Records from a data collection
Segment Open

//! Test logging helpers shared by the unit tests.

use tracing_subscriber::EnvFilter;

/// Installs a test-writer subscriber once; later calls are no-ops.
///
/// Honors `RUST_LOG`, defaulting to `info`.
pub fn init_test_logging() {
    let filter = EnvFilter::try_from_default_env().unwrap_or_else(|_| EnvFilter::new("info"));
    let _ = tracing_subscriber::fmt()
        .with_env_filter(filter)
        .with_test_writer()
        .try_init();
}

/// Phase tracking macro for structured test logging.
#[macro_export]
macro_rules! test_phase {
    ($name:expr) => {
        tracing::info!(test = $name, "=== TEST START ===");
    };
}

/// Marks a test as finished.
#[macro_export]
macro_rules! test_complete {
    ($name:expr) => {
        tracing::info!(test = $name, "=== TEST COMPLETE ===");
    };
}

/// Assertion with logging for better test output.
#[macro_export]
macro_rules! assert_with_log {
    ($cond:expr, $msg:expr, $expected:expr, $actual:expr) => {
        if !$cond {
            tracing::error!(
                message = $msg,
                expected = ?$expected,
                actual = ?$actual,
                "Assertion failed"
            );
        }
        assert!($cond, "{}: expected {:?}, got {:?}", $msg, $expected, $actual);
    };
}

Segment Closed

Lines that hold the word "info" are the ones to copy from the entries above.

> [Written reply]
/// Honors `RUST_LOG`, defaulting to `info`.
    let filter = EnvFilter::try_from_default_env().unwrap_or_else(|_| EnvFilter::new("info"));
        tracing::info!(test = $name, "=== TEST START ===");
        tracing::info!(test = $name, "=== TEST COMPLETE ===");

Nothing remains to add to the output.